## ACTIVITY:
If a line in the data contains "untouched", copy it out.

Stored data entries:
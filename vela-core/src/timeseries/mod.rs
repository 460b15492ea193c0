//! Granularity-converting aggregation helpers.

pub mod aggregate;
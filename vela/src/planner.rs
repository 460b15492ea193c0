//! Planning: turn a coverage assessment into an ordered task sequence.

use chrono::{DateTime, Duration, Utc};

use vela_core::{
    FetchTask, Granularity, MergeMode, StoredExtent, SyncConfig, SyncError, SyncPlan, TimeRange,
    UpdateMode,
};

use crate::coverage::CoverageAssessment;

/// Turns a coverage assessment and a request into a validated [`SyncPlan`].
pub struct SyncPlanner<'a> {
    cfg: &'a SyncConfig,
}

impl<'a> SyncPlanner<'a> {
    /// Planner bound to a configuration.
    #[must_use]
    pub const fn new(cfg: &'a SyncConfig) -> Self {
        Self { cfg }
    }

    /// Produce the plan for one asset.
    ///
    /// Ranges are derived so that any calendar day reachable at both
    /// granularities resolves to hourly inside the provider window and daily
    /// outside it: daily ranges end at `now − W`, hourly ranges never start
    /// before it.
    ///
    /// # Errors
    /// `SyncError::InvalidArg` for a zero `days_back`;
    /// `SyncError::PlanInvariant` when the produced plan violates the
    /// ordering, overlap, or provider-window invariants.
    pub fn plan(
        &self,
        assessment: &CoverageAssessment,
        days_back: u32,
        mode: UpdateMode,
        now: DateTime<Utc>,
    ) -> Result<SyncPlan, SyncError> {
        if days_back == 0 {
            return Err(SyncError::InvalidArg("days_back must be positive".into()));
        }
        let snapshot = &assessment.snapshot;
        let window_days = self.cfg.provider_fine_window_days;
        let window_start = self.cfg.fine_window_start(now);
        let recent = TimeRange::last_days(now, days_back.min(window_days));
        let historical = (days_back > window_days).then(|| TimeRange {
            start: now - Duration::days(i64::from(days_back)),
            end: window_start,
        });

        let mut tasks = Vec::new();
        match mode {
            UpdateMode::Force => {
                tasks.push(FetchTask::fetch(
                    Granularity::Hourly,
                    recent,
                    MergeMode::NewData,
                ));
                if let Some(range) = historical {
                    tasks.push(FetchTask::fetch(
                        Granularity::Daily,
                        range,
                        MergeMode::NewData,
                    ));
                }
            }
            UpdateMode::Incremental => {
                if let Some(range) = self.hourly_tail(recent, snapshot.hourly.as_ref(), now) {
                    tasks.push(FetchTask::fetch(
                        Granularity::Hourly,
                        range,
                        MergeMode::NewData,
                    ));
                }
                if let Some(requested) = historical
                    && let Some(range) = Self::daily_tail(requested, snapshot.daily.as_ref())
                {
                    tasks.push(FetchTask::fetch(
                        Granularity::Daily,
                        range,
                        MergeMode::NewData,
                    ));
                }
            }
            UpdateMode::Smart => {
                // The trailing window is always re-fetched to absorb
                // provider-side corrections near the boundary; a recent-zone
                // gap wider than the preserve window widens the re-fetch.
                let (start, merge_mode) = match snapshot.hourly.as_ref() {
                    None => (recent.start, MergeMode::NewData),
                    Some(ext) => {
                        let preserve_start =
                            now - Duration::hours(i64::from(self.cfg.preserve_recent_hours));
                        (
                            preserve_start.min(ext.latest).max(recent.start),
                            MergeMode::MergeWithExisting,
                        )
                    }
                };
                tasks.push(FetchTask::fetch(
                    Granularity::Hourly,
                    TimeRange { start, end: now },
                    merge_mode,
                ));
                if let Some(range) = historical {
                    tasks.push(FetchTask::fetch(
                        Granularity::Daily,
                        range,
                        MergeMode::NewData,
                    ));
                }
                if let Some(zone) = snapshot.overlap {
                    tasks.push(FetchTask::consolidate(zone.range));
                }
            }
        }

        let plan = SyncPlan {
            asset_id: snapshot.asset_id,
            strategy: assessment.strategy,
            tasks,
        };
        plan.validate(window_start)?;
        tracing::debug!(
            asset = %snapshot.asset_id,
            mode = ?mode,
            tasks = plan.tasks.len(),
            "plan produced"
        );
        Ok(plan)
    }

    /// Uncovered hourly tail of the recent window, `None` when coverage is
    /// current within the gap threshold.
    fn hourly_tail(
        &self,
        recent: TimeRange,
        hourly: Option<&StoredExtent>,
        now: DateTime<Utc>,
    ) -> Option<TimeRange> {
        match hourly {
            None => Some(recent),
            Some(ext) => {
                let start = ext.latest.max(recent.start);
                (now - start > self.cfg.gap_threshold_delta())
                    .then_some(TimeRange { start, end: now })
            }
        }
    }

    /// Uncovered daily tail of the historical range. Coverage is summarized
    /// by the stored extent, so only the tail beyond the newest daily record
    /// is considered.
    fn daily_tail(requested: TimeRange, daily: Option<&StoredExtent>) -> Option<TimeRange> {
        match daily {
            None => Some(requested),
            Some(ext) => {
                let covered_through = ext.latest + Duration::days(1);
                (covered_through < requested.end).then(|| TimeRange {
                    start: covered_through.max(requested.start),
                    end: requested.end,
                })
            }
        }
    }
}
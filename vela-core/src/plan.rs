//! Sync plans: ordered fetch/consolidation work for one asset.

use chrono::{DateTime, Utc};
use serde::{Deserialize, Serialize};

use crate::coverage::SyncStrategy;
use crate::error::SyncError;
use crate::types::{AssetId, Granularity, TimeRange};

/// How fetched (or folded) records are applied to storage.
#[derive(Debug, Clone, Copy, PartialEq, Eq, Serialize, Deserialize)]
#[serde(rename_all = "snake_case")]
pub enum MergeMode {
    /// Insert; an existing divergent record is overwritten with the provider
    /// value and the overwrite is audited (provider is the source of truth).
    NewData,
    /// Overwrite unconditionally; used for the re-fetched trailing window to
    /// absorb provider revisions.
    MergeWithExisting,
    /// Fold stored hourly records into daily records; no provider call.
    Consolidate,
}

/// One unit of planned work.
#[derive(Debug, Clone, Copy, PartialEq, Eq, Serialize, Deserialize)]
pub struct FetchTask {
    /// Granularity requested from the provider (source granularity for
    /// consolidation).
    pub granularity: Granularity,
    /// Range to fetch or consolidate, `[start, end)`.
    pub range: TimeRange,
    /// Granularity of the records written to storage.
    pub target: Granularity,
    /// Apply policy.
    pub mode: MergeMode,
}

impl FetchTask {
    /// Fetch task writing at the requested granularity.
    #[must_use]
    pub const fn fetch(granularity: Granularity, range: TimeRange, mode: MergeMode) -> Self {
        Self {
            granularity,
            range,
            target: granularity,
            mode,
        }
    }

    /// Consolidation task folding hourly records into daily ones.
    #[must_use]
    pub const fn consolidate(range: TimeRange) -> Self {
        Self {
            granularity: Granularity::Hourly,
            range,
            target: Granularity::Daily,
            mode: MergeMode::Consolidate,
        }
    }

    /// True for consolidation work (no provider call involved).
    #[must_use]
    pub fn is_consolidation(&self) -> bool {
        matches!(self.mode, MergeMode::Consolidate)
    }
}

/// Ordered work for one asset's sync run.
#[derive(Debug, Clone, PartialEq, Eq, Serialize, Deserialize)]
pub struct SyncPlan {
    /// Asset the plan belongs to.
    pub asset_id: AssetId,
    /// Strategy the plan was derived for.
    pub strategy: SyncStrategy,
    /// Tasks in execution order.
    pub tasks: Vec<FetchTask>,
}

impl SyncPlan {
    /// Check the plan invariants.
    ///
    /// - fetch tasks precede consolidation tasks (consolidation must observe
    ///   post-merge state);
    /// - no two fetch tasks cover overlapping ranges at the same target
    ///   granularity under conflicting apply policies;
    /// - no hourly fetch range starts before `fine_window_start`.
    ///
    /// # Errors
    /// Returns `SyncError::PlanInvariant` describing the first violation.
    pub fn validate(&self, fine_window_start: DateTime<Utc>) -> Result<(), SyncError> {
        let mut seen_consolidation = false;
        for task in &self.tasks {
            if task.is_consolidation() {
                seen_consolidation = true;
                continue;
            }
            if seen_consolidation {
                return Err(SyncError::PlanInvariant(
                    "fetch task ordered after a consolidation task".into(),
                ));
            }
            if task.granularity == Granularity::Hourly && task.range.start < fine_window_start {
                return Err(SyncError::PlanInvariant(format!(
                    "hourly fetch {} starts before the provider window at {fine_window_start}",
                    task.range
                )));
            }
        }
        for (i, a) in self.tasks.iter().enumerate() {
            if a.is_consolidation() {
                continue;
            }
            for b in self.tasks.iter().skip(i + 1) {
                if b.is_consolidation() {
                    continue;
                }
                if a.target == b.target && a.mode != b.mode && a.range.overlaps(&b.range) {
                    return Err(SyncError::PlanInvariant(format!(
                        "conflicting strategies over overlapping ranges {} and {}",
                        a.range, b.range
                    )));
                }
            }
        }
        Ok(())
    }

    /// Tasks that require a provider fetch, in order.
    pub fn fetch_tasks(&self) -> impl Iterator<Item = &FetchTask> {
        self.tasks.iter().filter(|task| !task.is_consolidation())
    }

    /// Consolidation tasks, in order (always after every fetch task).
    pub fn consolidation_tasks(&self) -> impl Iterator<Item = &FetchTask> {
        self.tasks.iter().filter(|task| task.is_consolidation())
    }
}
//! Coverage snapshots: what is stored for an asset and what that implies.

use core::fmt;

use chrono::{DateTime, Utc};
use serde::{Deserialize, Serialize};

use crate::types::{AssetId, TimeRange};

/// Stored bounds for one `(asset, granularity)` series.
#[derive(Debug, Clone, Copy, PartialEq, Eq, Serialize, Deserialize)]
pub struct StoredExtent {
    /// Oldest stored timestamp.
    pub earliest: DateTime<Utc>,
    /// Newest stored timestamp.
    pub latest: DateTime<Utc>,
    /// Number of stored records.
    pub count: u64,
}

/// Missing recent data between the newest stored hourly record and now.
#[derive(Debug, Clone, Copy, PartialEq, Eq, Serialize, Deserialize)]
pub struct Gap {
    /// Newest stored hourly timestamp.
    pub since: DateTime<Utc>,
    /// Whole hours between `since` and the observation instant.
    pub hours: u32,
}

/// Stored hourly data that has aged out of the provider's fine-grained
/// window and can no longer be re-fetched at hourly resolution.
#[derive(Debug, Clone, Copy, PartialEq, Eq, Serialize, Deserialize)]
pub struct OverlapZone {
    /// Day-aligned zone `[oldest hourly day, window start day)`.
    pub range: TimeRange,
    /// Zone length in whole days.
    pub days: u32,
}

/// Summary of what is currently stored for one asset.
#[derive(Debug, Clone, Copy, PartialEq, Eq, Serialize, Deserialize)]
pub struct CoverageSnapshot {
    /// Asset under analysis.
    pub asset_id: AssetId,
    /// Hourly series bounds, when any hourly records are stored.
    pub hourly: Option<StoredExtent>,
    /// Daily series bounds, when any daily records are stored.
    pub daily: Option<StoredExtent>,
    /// Detected recent-zone gap.
    pub gap: Option<Gap>,
    /// Detected overlap zone.
    pub overlap: Option<OverlapZone>,
}

impl CoverageSnapshot {
    /// True when nothing at all is stored for the asset.
    #[must_use]
    pub const fn is_empty(&self) -> bool {
        self.hourly.is_none() && self.daily.is_none()
    }

    /// Age in days of the oldest hourly record beyond the provider window,
    /// 0 when no overlap zone exists.
    #[must_use]
    pub fn overlap_days(&self) -> u32 {
        self.overlap.map_or(0, |zone| zone.days)
    }
}

/// How the engine should treat an asset, derived from its coverage.
///
/// Selected by an ordered decision table in the analyzer; first match wins.
#[derive(Debug, Clone, Copy, PartialEq, Eq, Serialize, Deserialize)]
#[serde(rename_all = "snake_case")]
pub enum SyncStrategy {
    /// Nothing stored; fetch the whole requested window.
    FullFetch,
    /// An overlap zone and a recent gap at once; re-fetch, then consolidate.
    SmartOverlapResolution,
    /// A recent gap only; fetch the uncovered tail.
    IncrementalUpdate,
    /// An overlap zone only; fold aged hourly data into daily records.
    OverlapConsolidation,
    /// Coverage is current; refresh the trailing preserve window.
    MaintenanceUpdate,
}

impl SyncStrategy {
    /// Stable snake_case label used in logs and reports.
    #[must_use]
    pub const fn as_str(self) -> &'static str {
        match self {
            Self::FullFetch => "full_fetch",
            Self::SmartOverlapResolution => "smart_overlap_resolution",
            Self::IncrementalUpdate => "incremental_update",
            Self::OverlapConsolidation => "overlap_consolidation",
            Self::MaintenanceUpdate => "maintenance_update",
        }
    }
}

impl fmt::Display for SyncStrategy {
    fn fmt(&self, f: &mut fmt::Formatter<'_>) -> fmt::Result {
        f.write_str(self.as_str())
    }
}
//! Merge: apply fetched bars to storage under a task's merge policy.

use std::collections::BTreeMap;

use chrono::{DateTime, Utc};

use vela_core::{
    AssetId, Bar, FetchTask, MergeMode, PriceRecord, PriceStore, SyncError, WriteBatch,
};

/// What one task's merge changed.
#[derive(Debug, Clone, Copy, Default, PartialEq, Eq)]
pub struct MergeOutcome {
    /// Newly inserted records.
    pub inserted: u64,
    /// Existing records overwritten with divergent provider values.
    pub overwritten: u64,
    /// Fetched records identical to storage, skipped.
    pub unchanged: u64,
}

impl MergeOutcome {
    /// Records the merge actually wrote.
    #[must_use]
    pub const fn written(&self) -> u64 {
        self.inserted + self.overwritten
    }
}

/// Upserts fetched records into storage, one transaction per task.
pub struct MergeEngine<'a> {
    store: &'a dyn PriceStore,
}

impl<'a> MergeEngine<'a> {
    /// Merge engine bound to a store.
    #[must_use]
    pub const fn new(store: &'a dyn PriceStore) -> Self {
        Self { store }
    }

    /// Upsert `bars` for one task in a single transaction.
    ///
    /// Records identical to storage are skipped, which is what makes an
    /// immediate re-run merge zero records. Divergent records are
    /// overwritten; under `NewData` the provider is the source of truth and
    /// the correction is logged per record for audit, under
    /// `MergeWithExisting` the overwrite is an expected revision.
    ///
    /// # Errors
    /// `SyncError::Storage` when the stored range cannot be read or the
    /// batch fails to commit; none of the task's writes are then visible.
    /// `SyncError::InvalidArg` when handed a consolidation task.
    pub async fn merge(
        &self,
        asset_id: AssetId,
        task: &FetchTask,
        bars: Vec<Bar>,
    ) -> Result<MergeOutcome, SyncError> {
        if task.is_consolidation() {
            return Err(SyncError::InvalidArg(
                "consolidation tasks carry no fetched records".into(),
            ));
        }
        let existing: BTreeMap<DateTime<Utc>, PriceRecord> = self
            .store
            .records_in(asset_id, task.target, task.range)
            .await?
            .into_iter()
            .map(|record| (record.ts(), record))
            .collect();

        let mut outcome = MergeOutcome::default();
        let mut upserts = Vec::new();
        for bar in bars {
            match existing.get(&bar.ts) {
                Some(stored) if stored.bar == bar => outcome.unchanged += 1,
                Some(stored) => {
                    if matches!(task.mode, MergeMode::NewData) {
                        tracing::warn!(
                            asset = %asset_id,
                            ts = %bar.ts,
                            stored_close = %stored.bar.close,
                            provider_close = %bar.close,
                            "provider correction overwrites stored record"
                        );
                    } else {
                        tracing::debug!(
                            asset = %asset_id,
                            ts = %bar.ts,
                            "revision absorbed from re-fetched window"
                        );
                    }
                    outcome.overwritten += 1;
                    upserts.push(PriceRecord::new(asset_id, task.target, bar));
                }
                None => {
                    outcome.inserted += 1;
                    upserts.push(PriceRecord::new(asset_id, task.target, bar));
                }
            }
        }

        if !upserts.is_empty() {
            self.store.commit(WriteBatch::upserts(upserts)).await?;
        }
        tracing::debug!(
            asset = %asset_id,
            inserted = outcome.inserted,
            overwritten = outcome.overwritten,
            unchanged = outcome.unchanged,
            "merge committed"
        );
        Ok(outcome)
    }
}
use chrono::NaiveDate;

use vela_core::SyncError;

#[test]
fn retryable_covers_transient_and_rate_limit() {
    assert!(SyncError::transient("p", "503").is_retryable());
    assert!(SyncError::rate_limited("p", Some(1_000)).is_retryable());
    assert!(!SyncError::permanent("p", "404").is_retryable());
    assert!(!SyncError::storage("down").is_retryable());
    assert!(!SyncError::PlanInvariant("bad order".into()).is_retryable());
}

#[test]
fn fatal_covers_storage_and_plan_defects() {
    assert!(SyncError::storage("down").is_fatal());
    assert!(SyncError::PlanInvariant("bad order".into()).is_fatal());
    assert!(!SyncError::transient("p", "503").is_fatal());
    assert!(!SyncError::permanent("p", "404").is_fatal());
}

#[test]
fn display_carries_the_failure_detail() {
    let err = SyncError::transient("provider-x", "connection reset");
    assert_eq!(
        err.to_string(),
        "provider-x transient failure: connection reset"
    );

    let exhausted = SyncError::RetriesExhausted {
        attempts: 3,
        last: Box::new(err),
    };
    assert!(exhausted.to_string().contains("after 3 attempt(s)"));
    assert!(exhausted.to_string().contains("connection reset"));
}

#[test]
fn errors_round_trip_through_serde() {
    let day = NaiveDate::from_ymd_opt(2026, 2, 1).unwrap();
    let errors = vec![
        SyncError::storage("disk full"),
        SyncError::rate_limited("p", None),
        SyncError::RetriesExhausted {
            attempts: 2,
            last: Box::new(SyncError::transient("p", "timeout")),
        },
        SyncError::ConsolidationIncomplete {
            days_failed: vec![day, day.succ_opt().unwrap()],
        },
    ];
    for err in errors {
        let json = serde_json::to_string(&err).unwrap();
        let back: SyncError = serde_json::from_str(&json).unwrap();
        assert_eq!(back, err);
    }
}
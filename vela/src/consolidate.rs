//! Consolidation: fold aged hourly records into daily records, one atomic
//! day at a time.

use chrono::NaiveDate;

use vela_core::timeseries::aggregate::{day_bounds, days_in, fold_daily};
use vela_core::{
    AssetId, DeleteRange, Granularity, PriceRecord, PriceStore, SyncError, TimeRange, WriteBatch,
};

/// Per-day result of a consolidation pass.
#[derive(Debug, Clone, Default, PartialEq)]
pub struct ConsolidationOutcome {
    /// Days folded and committed.
    pub days_succeeded: Vec<NaiveDate>,
    /// The failing day plus every unattempted day after it; callers retry
    /// exactly this subset.
    pub days_failed: Vec<NaiveDate>,
    /// Hourly records consumed across the committed days.
    pub records_consolidated: u64,
    /// The error that stopped the pass, if any.
    pub first_error: Option<SyncError>,
}

impl ConsolidationOutcome {
    /// True when every non-empty day in the range was folded.
    #[must_use]
    pub fn is_complete(&self) -> bool {
        self.days_failed.is_empty()
    }

    /// Summary error for the run report, `None` when complete.
    #[must_use]
    pub fn as_error(&self) -> Option<SyncError> {
        (!self.is_complete()).then(|| SyncError::ConsolidationIncomplete {
            days_failed: self.days_failed.clone(),
        })
    }
}

/// Folds hourly records into daily records and deletes the consumed rows.
pub struct ConsolidationEngine<'a> {
    store: &'a dyn PriceStore,
}

impl<'a> ConsolidationEngine<'a> {
    /// Consolidation engine bound to a store.
    #[must_use]
    pub const fn new(store: &'a dyn PriceStore) -> Self {
        Self { store }
    }

    /// Consolidate every day of `range` for `asset_id`.
    ///
    /// Each day commits its daily upsert and its hourly delete as one batch,
    /// so a day either folds completely or stays untouched and retry-safe.
    /// The first failing day stops the loop: committed days stay committed,
    /// later days are not attempted.
    pub async fn consolidate(&self, asset_id: AssetId, range: TimeRange) -> ConsolidationOutcome {
        let mut outcome = ConsolidationOutcome::default();
        let days = days_in(&range);
        for (idx, day) in days.iter().enumerate() {
            match self.consolidate_day(asset_id, *day).await {
                Ok(0) => {} // nothing stored for the day
                Ok(consumed) => {
                    outcome.records_consolidated += consumed;
                    outcome.days_succeeded.push(*day);
                }
                Err(err) => {
                    tracing::warn!(
                        asset = %asset_id,
                        day = %day,
                        error = %err,
                        "consolidation stopped; later days left untouched"
                    );
                    outcome.days_failed.extend(days[idx..].iter().copied());
                    outcome.first_error = Some(err);
                    break;
                }
            }
        }
        tracing::debug!(
            asset = %asset_id,
            range = %range,
            folded_days = outcome.days_succeeded.len(),
            consumed = outcome.records_consolidated,
            "consolidation pass finished"
        );
        outcome
    }

    /// Fold one day. Returns the number of hourly records consumed, 0 when
    /// the day holds none.
    async fn consolidate_day(&self, asset_id: AssetId, day: NaiveDate) -> Result<u64, SyncError> {
        let bounds = day_bounds(day);
        let hourly = self
            .store
            .records_in(asset_id, Granularity::Hourly, bounds)
            .await?;
        let consumed = u64::try_from(hourly.len()).unwrap_or(u64::MAX);
        let Some(folded) = fold_daily(day, hourly.into_iter().map(|record| record.bar).collect())
        else {
            return Ok(0);
        };
        let batch = WriteBatch {
            upserts: vec![PriceRecord::new(asset_id, Granularity::Daily, folded)],
            deletes: vec![DeleteRange {
                asset_id,
                granularity: Granularity::Hourly,
                range: bounds,
            }],
        };
        self.store.commit(batch).await?;
        Ok(consumed)
    }
}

## TASK RESULT:
    /// so a day either folds completely or stays untouched and retry-safe.
                        "consolidation stopped; later days left untouched"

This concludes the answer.